Cynthia Nixon, the insurgent candidate challenging Gov. Andrew Cuomo in New York, is another (and newly self-identifying democratic socialist) candidate trying to emulate a progressive platform that centers both racial and economic justice. “Racial disparities and economic disparities, I don’t see how anybody could be talking about anything else, frankly,” Cynthia Nixon told BuzzFeed News on a sweltering day in Bushwick, Brooklyn, after coendorsing Julia Salazar, a DSA-backed, Latina candidate challenging a Democratic state senator. “New York is the most unequal state, and for communities of color the economic inequality is even harder. They’re the communities that are first hit, the hardest hit, and when you look at our criminal justice system it’s completely unequal.”

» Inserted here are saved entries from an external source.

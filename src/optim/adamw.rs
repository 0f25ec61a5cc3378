//! AdamW optimizer (Adam with decoupled weight decay)

use super::Optimizer;
use crate::autograd::Tensor;
use crate::error::{Error, Result};
use ndarray::Array1;
use serde::{Deserialize, Serialize};

/// AdamW optimizer
///
/// θ_t = (1 - lr * λ) * θ_{t-1} - lr_t * m_t / (√v_t + ε), with bias
/// correction folded into lr_t.
pub struct AdamW {
    lr: f32,
    beta1: f32,
    beta2: f32,
    epsilon: f32,
    weight_decay: f32,
    state: AdamWState,
}

/// Moment buffers and step counter, persisted with checkpoints
#[derive(Debug, Clone, Default, Serialize, Deserialize)]
struct AdamWState {
    t: u64,
    m: Vec<Option<Array1<f32>>>,
    v: Vec<Option<Array1<f32>>>,
}

impl AdamW {
    /// Create a new AdamW optimizer
    pub fn new(lr: f32, beta1: f32, beta2: f32, epsilon: f32, weight_decay: f32) -> Self {
        Self { lr, beta1, beta2, epsilon, weight_decay, state: AdamWState::default() }
    }

    /// AdamW with the betas used for wav2vec2 pretraining (0.9, 0.98)
    pub fn default_params(lr: f32) -> Self {
        Self::new(lr, 0.9, 0.98, 1e-6, 0.01)
    }

    /// Number of updates applied so far
    pub fn step_count(&self) -> u64 {
        self.state.t
    }
}

impl Optimizer for AdamW {
    fn step(&mut self, params: &mut [Tensor]) {
        let state = &mut self.state;
        if state.m.len() < params.len() {
            state.m.resize(params.len(), None);
            state.v.resize(params.len(), None);
        }
        state.t += 1;

        let t = state.t as i32;
        let lr_t = self.lr * ((1.0 - self.beta2.powi(t)).sqrt() / (1.0 - self.beta1.powi(t)));
        let decay = 1.0 - self.lr * self.weight_decay;

        for (i, param) in params.iter_mut().enumerate() {
            if !param.requires_grad() {
                continue;
            }
            let Some(grad) = param.grad() else {
                continue;
            };

            let m_t = match &state.m[i] {
                Some(m) => m * self.beta1 + grad * (1.0 - self.beta1),
                None => grad * (1.0 - self.beta1),
            };
            let grad_sq = grad * grad;
            let v_t = match &state.v[i] {
                Some(v) => v * self.beta2 + &grad_sq * (1.0 - self.beta2),
                None => &grad_sq * (1.0 - self.beta2),
            };

            let update = &m_t / &(v_t.mapv(f32::sqrt) + self.epsilon) * lr_t;
            let data = param.data_mut();
            data.mapv_inplace(|x| x * decay);
            *data -= &update;

            state.m[i] = Some(m_t);
            state.v[i] = Some(v_t);
        }
    }

    fn lr(&self) -> f32 {
        self.lr
    }

    fn set_lr(&mut self, lr: f32) {
        self.lr = lr;
    }

    fn state(&self) -> serde_json::Value {
        serde_json::to_value(&self.state).unwrap_or(serde_json::Value::Null)
    }

    fn load_state(&mut self, state: &serde_json::Value) -> Result<()> {
        if state.is_null() {
            return Ok(());
        }
        self.state = serde_json::from_value(state.clone())
            .map_err(|e| Error::Checkpoint(format!("invalid AdamW state: {e}")))?;
        Ok(())
    }
}
//! Experiment tracking
//!
//! Trackers receive flat key-value metric records tagged with the optimizer
//! step, plus the run's hyperparameters once at start. Only the main replica
//! forwards records to a tracker.
//!
//! # Example
//!
//! ```
//! use std::collections::BTreeMap;
//! use w2v_pretrain::tracking::{ExperimentTracker, InMemoryTracker};
//!
//! # fn main() -> w2v_pretrain::Result<()> {
//! let mut tracker = InMemoryTracker::new();
//! let mut record = BTreeMap::new();
//! record.insert("loss".to_string(), 2.5);
//! tracker.log_metrics(&record, 100)?;
//!
//! assert_eq!(tracker.values("loss"), vec![(100, 2.5)]);
//! # Ok(())
//! # }
//! ```

pub mod storage;

pub use storage::{InMemoryTracker, JsonlTracker, MetricRecord};

use std::collections::BTreeMap;

use crate::error::Result;

/// Sink for training metrics
pub trait ExperimentTracker: Send {
    /// Record hyperparameters for the run
    fn log_params(&mut self, _params: &BTreeMap<String, String>) -> Result<()> {
        Ok(())
    }

    /// Record metric values at optimizer step `step`
    fn log_metrics(&mut self, metrics: &BTreeMap<String, f64>, step: u64) -> Result<()>;

    /// Flush buffered records
    fn flush(&mut self) -> Result<()> {
        Ok(())
    }
}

“I think this has been in the making for a long time,” Alexandra Rojas, the director of Justice Democrats. “For years, we’ve heard about issues like mass incarceration, immigration issues, and poverty, and it’s all being highlighted under this presidential administration, and I think people are just sick of the shit and stepping up to the plate to run.”

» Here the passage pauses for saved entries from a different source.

//! Configuration validation logic

use super::error::ValidationError;
use crate::config::schema::PretrainSpec;
use crate::error::Error;

/// Validate a pretraining specification
///
/// Checks:
/// - Manifest paths exist (when `check_paths` is set)
/// - Numeric values are in valid ranges
/// - Enums match allowed values
pub fn validate_spec(spec: &PretrainSpec, check_paths: bool) -> Result<(), ValidationError> {
    let data = &spec.data;
    if check_paths {
        if !data.train_manifest.exists() {
            return Err(ValidationError::TrainManifestNotFound(
                data.train_manifest.display().to_string(),
            ));
        }
        if let Some(valid) = &data.valid_manifest {
            if !valid.exists() {
                return Err(ValidationError::ValidManifestNotFound(valid.display().to_string()));
            }
        }
    }

    if data.sample_rate_hz == 0 {
        return Err(ValidationError::InvalidSampleRate(data.sample_rate_hz));
    }
    if !(data.seconds_per_batch > 0.0) {
        return Err(ValidationError::InvalidBatchSeconds(data.seconds_per_batch));
    }
    if data.num_buckets == 0 {
        return Err(ValidationError::InvalidBuckets(data.num_buckets));
    }
    if data.valid_batch_size == 0 {
        return Err(ValidationError::InvalidValidBatchSize(data.valid_batch_size));
    }
    if let (Some(min), Some(max)) = (data.avoid_if_shorter_than, data.avoid_if_longer_than) {
        if min > max {
            return Err(ValidationError::InvalidDurationWindow { min, max });
        }
    }

    let masking = &spec.masking;
    if !(masking.mask_prob > 0.0 && masking.mask_prob <= 1.0) {
        return Err(ValidationError::InvalidMaskProb(masking.mask_prob));
    }
    if masking.mask_length == 0 {
        return Err(ValidationError::InvalidMaskLength(masking.mask_length));
    }

    spec.model.stack().validate().map_err(|e| match e {
        Error::Config(reason) => ValidationError::InvalidStack(reason),
        other => ValidationError::InvalidStack(other.to_string()),
    })?;
    for width in [spec.model.latent_dim, spec.model.hidden_dim] {
        if width == 0 {
            return Err(ValidationError::InvalidModelWidth(width));
        }
    }

    let objective = &spec.objective;
    if objective.num_negatives == 0 {
        return Err(ValidationError::InvalidNegatives(objective.num_negatives));
    }
    if !objective.diversity_loss_weight.is_finite() || objective.diversity_loss_weight < 0.0 {
        return Err(ValidationError::InvalidDiversityWeight(objective.diversity_loss_weight));
    }
    if !(objective.logit_temperature > 0.0) {
        return Err(ValidationError::InvalidTemperature(objective.logit_temperature));
    }
    let gumbel = objective.gumbel;
    if !(gumbel.min > 0.0
        && gumbel.min <= gumbel.max
        && gumbel.decay > 0.0
        && gumbel.decay <= 1.0)
    {
        return Err(ValidationError::InvalidGumbelSchedule {
            max: gumbel.max,
            min: gumbel.min,
            decay: gumbel.decay,
        });
    }

    let optimizer = &spec.optimizer;
    let valid_optimizers = ["adamw", "sgd"];
    if !valid_optimizers.contains(&optimizer.name.to_lowercase().as_str()) {
        return Err(ValidationError::InvalidOptimizer(optimizer.name.clone()));
    }
    let peak = optimizer.lr_schedule.peak_lr();
    if !(peak > 0.0 && peak <= 1.0) {
        return Err(ValidationError::InvalidLearningRate(peak));
    }
    if let Some(clip) = optimizer.max_grad_norm {
        if !(clip > 0.0) {
            return Err(ValidationError::InvalidGradClip(clip));
        }
    }

    let training = &spec.training;
    if training.epochs == 0 {
        return Err(ValidationError::InvalidEpochs(training.epochs));
    }
    if training.accumulation_factor == 0 {
        return Err(ValidationError::InvalidAccumulation(training.accumulation_factor));
    }
    if training.log_interval == 0 {
        return Err(ValidationError::InvalidLogInterval(training.log_interval));
    }

    if spec.checkpoint.keep == 0 {
        return Err(ValidationError::InvalidKeep(spec.checkpoint.keep));
    }
    if spec.distributed.world_size == 0 {
        return Err(ValidationError::InvalidWorldSize(spec.distributed.world_size));
    }

    Ok(())
}
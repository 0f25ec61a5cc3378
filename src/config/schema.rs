//! YAML schema for pretraining runs
//!
//! Every section except `data` is optional; omitted fields take the values
//! of the LibriSpeech base recipe.

use std::path::PathBuf;

use serde::{Deserialize, Serialize};

use crate::data::{BatchOrdering, DownsamplingStack, DurationFilter, LoaderConfig};
use crate::optim::{LrSchedule, TemperatureSchedule};

/// Complete pretraining specification
#[derive(Debug, Clone, PartialEq, Serialize, Deserialize)]
pub struct PretrainSpec {
    pub data: DataSpec,

    #[serde(default)]
    pub masking: MaskingSpec,

    #[serde(default)]
    pub model: ModelSpec,

    #[serde(default)]
    pub objective: ObjectiveSpec,

    #[serde(default)]
    pub optimizer: OptimizerSpec,

    #[serde(default)]
    pub training: TrainingSpec,

    #[serde(default)]
    pub checkpoint: CheckpointSpec,

    #[serde(default)]
    pub tracking: TrackingSpec,

    #[serde(default)]
    pub distributed: DistributedSpec,
}

/// Manifests and batching
#[derive(Debug, Clone, PartialEq, Serialize, Deserialize)]
pub struct DataSpec {
    /// JSON-lines manifest of training utterances
    pub train_manifest: PathBuf,

    /// JSON-lines manifest of validation utterances
    #[serde(default, skip_serializing_if = "Option::is_none")]
    pub valid_manifest: Option<PathBuf>,

    #[serde(default = "default_sample_rate")]
    pub sample_rate_hz: u32,

    /// Audio seconds per training batch
    #[serde(default = "default_seconds_per_batch")]
    pub seconds_per_batch: f64,

    #[serde(default = "default_num_buckets")]
    pub num_buckets: usize,

    #[serde(default)]
    pub ordering: BatchOrdering,

    /// Fixed batch size for validation
    #[serde(default = "default_valid_batch_size")]
    pub valid_batch_size: usize,

    #[serde(default, skip_serializing_if = "Option::is_none")]
    pub avoid_if_shorter_than: Option<f64>,

    #[serde(default, skip_serializing_if = "Option::is_none")]
    pub avoid_if_longer_than: Option<f64>,

    #[serde(default)]
    pub loader: LoaderConfig,
}

impl DataSpec {
    pub fn duration_filter(&self) -> DurationFilter {
        DurationFilter::new(self.avoid_if_shorter_than, self.avoid_if_longer_than)
    }
}

fn default_sample_rate() -> u32 {
    16_000
}

fn default_seconds_per_batch() -> f64 {
    200.0
}

fn default_num_buckets() -> usize {
    70
}

fn default_valid_batch_size() -> usize {
    4
}

/// Span masking over the latent time axis
#[derive(Debug, Clone, Copy, PartialEq, Serialize, Deserialize)]
pub struct MaskingSpec {
    pub mask_prob: f32,
    pub mask_length: usize,
}

impl Default for MaskingSpec {
    fn default() -> Self {
        Self { mask_prob: 0.65, mask_length: 10 }
    }
}

/// Feature extractor geometry and reference model widths
#[derive(Debug, Clone, PartialEq, Serialize, Deserialize)]
pub struct ModelSpec {
    #[serde(default = "default_kernels")]
    pub kernels: Vec<usize>,

    #[serde(default = "default_strides")]
    pub strides: Vec<usize>,

    #[serde(default = "default_latent_dim")]
    pub latent_dim: usize,

    #[serde(default = "default_hidden_dim")]
    pub hidden_dim: usize,

    #[serde(default = "default_context")]
    pub context: usize,
}

impl ModelSpec {
    pub fn stack(&self) -> DownsamplingStack {
        DownsamplingStack { kernels: self.kernels.clone(), strides: self.strides.clone() }
    }
}

impl Default for ModelSpec {
    fn default() -> Self {
        Self {
            kernels: default_kernels(),
            strides: default_strides(),
            latent_dim: default_latent_dim(),
            hidden_dim: default_hidden_dim(),
            context: default_context(),
        }
    }
}

fn default_kernels() -> Vec<usize> {
    DownsamplingStack::default().kernels
}

fn default_strides() -> Vec<usize> {
    DownsamplingStack::default().strides
}

fn default_latent_dim() -> usize {
    16
}

fn default_hidden_dim() -> usize {
    32
}

fn default_context() -> usize {
    2
}

/// Contrastive objective and quantizer annealing
#[derive(Debug, Clone, PartialEq, Serialize, Deserialize)]
pub struct ObjectiveSpec {
    #[serde(default = "default_num_negatives")]
    pub num_negatives: usize,

    #[serde(default = "default_diversity_weight")]
    pub diversity_loss_weight: f32,

    /// Softmax temperature of the InfoNCE logits
    #[serde(default = "default_logit_temperature")]
    pub logit_temperature: f32,

    /// Gumbel-softmax temperature schedule of the quantizer
    #[serde(default)]
    pub gumbel: TemperatureSchedule,
}

impl Default for ObjectiveSpec {
    fn default() -> Self {
        Self {
            num_negatives: default_num_negatives(),
            diversity_loss_weight: default_diversity_weight(),
            logit_temperature: default_logit_temperature(),
            gumbel: TemperatureSchedule::default(),
        }
    }
}

fn default_num_negatives() -> usize {
    100
}

fn default_diversity_weight() -> f32 {
    0.1
}

fn default_logit_temperature() -> f32 {
    0.1
}

/// Optimizer choice and learning-rate schedule
#[derive(Debug, Clone, PartialEq, Serialize, Deserialize)]
pub struct OptimizerSpec {
    /// `adamw` or `sgd`
    #[serde(default = "default_optimizer")]
    pub name: String,

    #[serde(default)]
    pub lr_schedule: LrSchedule,

    #[serde(default = "default_beta1")]
    pub beta1: f32,

    #[serde(default = "default_beta2")]
    pub beta2: f32,

    #[serde(default = "default_eps")]
    pub eps: f32,

    #[serde(default = "default_weight_decay")]
    pub weight_decay: f32,

    /// SGD momentum
    #[serde(default)]
    pub momentum: f32,

    #[serde(default, skip_serializing_if = "Option::is_none")]
    pub max_grad_norm: Option<f32>,
}

impl Default for OptimizerSpec {
    fn default() -> Self {
        Self {
            name: default_optimizer(),
            lr_schedule: LrSchedule::default(),
            beta1: default_beta1(),
            beta2: default_beta2(),
            eps: default_eps(),
            weight_decay: default_weight_decay(),
            momentum: 0.0,
            max_grad_norm: None,
        }
    }
}

fn default_optimizer() -> String {
    "adamw".to_string()
}

fn default_beta1() -> f32 {
    0.9
}

fn default_beta2() -> f32 {
    0.98
}

fn default_eps() -> f32 {
    1e-6
}

fn default_weight_decay() -> f32 {
    0.01
}

/// Loop control
#[derive(Debug, Clone, PartialEq, Serialize, Deserialize)]
pub struct TrainingSpec {
    #[serde(default = "default_epochs")]
    pub epochs: usize,

    #[serde(default = "default_accumulation")]
    pub accumulation_factor: usize,

    /// fp16 autocast with dynamic loss scaling
    #[serde(default)]
    pub mixed_precision: bool,

    #[serde(default = "default_log_interval")]
    pub log_interval: u64,

    #[serde(default = "default_patience")]
    pub nonfinite_patience: u32,

    #[serde(default = "default_seed")]
    pub seed: u64,

    #[serde(default = "default_output_dir")]
    pub output_dir: PathBuf,
}

impl Default for TrainingSpec {
    fn default() -> Self {
        Self {
            epochs: default_epochs(),
            accumulation_factor: default_accumulation(),
            mixed_precision: false,
            log_interval: default_log_interval(),
            nonfinite_patience: default_patience(),
            seed: default_seed(),
            output_dir: default_output_dir(),
        }
    }
}

fn default_epochs() -> usize {
    100
}

fn default_accumulation() -> usize {
    1
}

fn default_log_interval() -> u64 {
    100
}

fn default_patience() -> u32 {
    10
}

fn default_seed() -> u64 {
    1986
}

fn default_output_dir() -> PathBuf {
    PathBuf::from("results/w2v2_base")
}

/// Checkpoint retention
#[derive(Debug, Clone, PartialEq, Serialize, Deserialize)]
pub struct CheckpointSpec {
    /// Defaults to `<output_dir>/save`
    #[serde(default, skip_serializing_if = "Option::is_none")]
    pub dir: Option<PathBuf>,

    #[serde(default = "default_keep")]
    pub keep: usize,

    /// Continue from the latest checkpoint when one exists
    #[serde(default = "default_true")]
    pub resume: bool,
}

impl Default for CheckpointSpec {
    fn default() -> Self {
        Self { dir: None, keep: default_keep(), resume: true }
    }
}

fn default_keep() -> usize {
    2
}

fn default_true() -> bool {
    true
}

/// Metric logging on the main replica
#[derive(Debug, Clone, PartialEq, Serialize, Deserialize)]
pub struct TrackingSpec {
    #[serde(default = "default_true")]
    pub enabled: bool,

    /// Defaults to `<output_dir>`
    #[serde(default, skip_serializing_if = "Option::is_none")]
    pub dir: Option<PathBuf>,
}

impl Default for TrackingSpec {
    fn default() -> Self {
        Self { enabled: true, dir: None }
    }
}

/// Data-parallel replicas run as threads of one process
#[derive(Debug, Clone, Copy, PartialEq, Serialize, Deserialize)]
pub struct DistributedSpec {
    #[serde(default = "default_world_size")]
    pub world_size: usize,
}

impl Default for DistributedSpec {
    fn default() -> Self {
        Self { world_size: default_world_size() }
    }
}

fn default_world_size() -> usize {
    1
}

impl PretrainSpec {
    pub fn checkpoint_dir(&self) -> PathBuf {
        self.checkpoint.dir.clone().unwrap_or_else(|| self.training.output_dir.join("save"))
    }

    pub fn tracking_dir(&self) -> PathBuf {
        self.tracking.dir.clone().unwrap_or_else(|| self.training.output_dir.clone())
    }
}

Rojas added that candidates like Cori Bush, Ayanna Pressley, Kaniela Ing, Abdul El-Sayed, and Kerri Evelyn Harris are running similar campaigns to Ocasio-Cortez, at the intersections of their communities and the progressive politics.

A reporter just jabbed me with “Hawaii is not the Bronx.” Maybe not. But we share a struggle. A minority majority facing gentrification, a housing crisis, runaway inequality, and a corporate controlled Democratic Party. We are ready for change from NY to Hawaii.

“You can call me a progressive and I’m going to support these policies, but I’m going to remind you first and foremost that I’m a black woman,” said Bush, a pastor and Ferguson activist who ran for senate in 2016 and is now looking to unseat Democratic Rep. Lacy Clay in Missouri. “I always approach this through a lens of how this is going to affect our communities.”

Steve Phillips, the executive director of Democracy in Color, sees the intersectional approach to campaigning on progressive ideals as the leading strategy for candidates looking to win their elections by expanding the electorate to include voters of color and white progressives, noting that the electorate is even more broad and diverse than when Jackson formed similar coalitions in the 1980s.

“It’s not accidental how boldly and unapologetically progressive their campaigns were,” said Phillips, referring to Ocasio-Cortez, Jealous, and Stacey Abrams, who campaigned on Medicare-for-all for Georgia and was endorsed by a host of left-aligned groups including Our Revolution. “The thing about Ben, Stacey, and Ocasio-Cortez is that they ran on those progressive platforms and the coalitions that they built were strongly rooted in their experiences from their background.”

Progressives agree that if they want to see more of their candidates succeed in elections they should be talking to those often left out of the Democratic process, and speaking about inequality in an intersectional way.

Phillips, in particular, sees it as a vital discussion for democrats thinking about running in 2020.

“Frankly, this is the only formula that’s helped Democrats win in the past 20 years,” Phillips said. “You have people like Joe Biden, who’s clearly running for president, who refuse to point out that racism was a key factor in why people voted for Trump, and thinks he can win back white working-class voters because he’s from Scranton, Pennsylvania, and then you have people like Kamala [Harris] and Cory, who clearly understand the Obama approach to building these necessary coalitions.”